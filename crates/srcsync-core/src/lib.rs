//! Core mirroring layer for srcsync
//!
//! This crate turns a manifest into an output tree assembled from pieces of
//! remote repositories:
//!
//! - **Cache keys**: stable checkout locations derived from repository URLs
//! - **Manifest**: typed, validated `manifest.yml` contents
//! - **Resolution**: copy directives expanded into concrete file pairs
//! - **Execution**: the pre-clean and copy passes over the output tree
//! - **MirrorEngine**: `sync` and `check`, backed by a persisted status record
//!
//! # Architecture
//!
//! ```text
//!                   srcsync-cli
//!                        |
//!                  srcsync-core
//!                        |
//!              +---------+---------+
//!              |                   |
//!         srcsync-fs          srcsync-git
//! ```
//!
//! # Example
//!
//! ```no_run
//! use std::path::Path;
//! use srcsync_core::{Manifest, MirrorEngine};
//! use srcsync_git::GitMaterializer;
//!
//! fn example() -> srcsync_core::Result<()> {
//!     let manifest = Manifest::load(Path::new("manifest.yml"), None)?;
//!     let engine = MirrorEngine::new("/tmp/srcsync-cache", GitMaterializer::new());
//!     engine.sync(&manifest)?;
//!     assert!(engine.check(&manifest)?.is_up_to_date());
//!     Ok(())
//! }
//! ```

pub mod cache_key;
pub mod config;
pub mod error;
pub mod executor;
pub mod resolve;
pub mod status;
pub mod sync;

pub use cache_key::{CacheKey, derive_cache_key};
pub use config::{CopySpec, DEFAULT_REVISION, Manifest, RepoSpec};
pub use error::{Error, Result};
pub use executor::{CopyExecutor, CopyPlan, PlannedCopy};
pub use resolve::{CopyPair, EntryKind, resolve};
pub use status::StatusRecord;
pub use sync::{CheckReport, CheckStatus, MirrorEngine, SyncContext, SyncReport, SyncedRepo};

- TASK STATEMENT -
From the data above, copy each line with the string "MirrorEngine" in it.

- TASK ANSWER -
//! - **MirrorEngine**: `sync` and `check`, backed by a persisted status record
//! use srcsync_core::{Manifest, MirrorEngine};
//!     let engine = MirrorEngine::new("/tmp/srcsync-cache", GitMaterializer::new());
pub use sync::{CheckReport, CheckStatus, MirrorEngine, SyncContext, SyncReport, SyncedRepo};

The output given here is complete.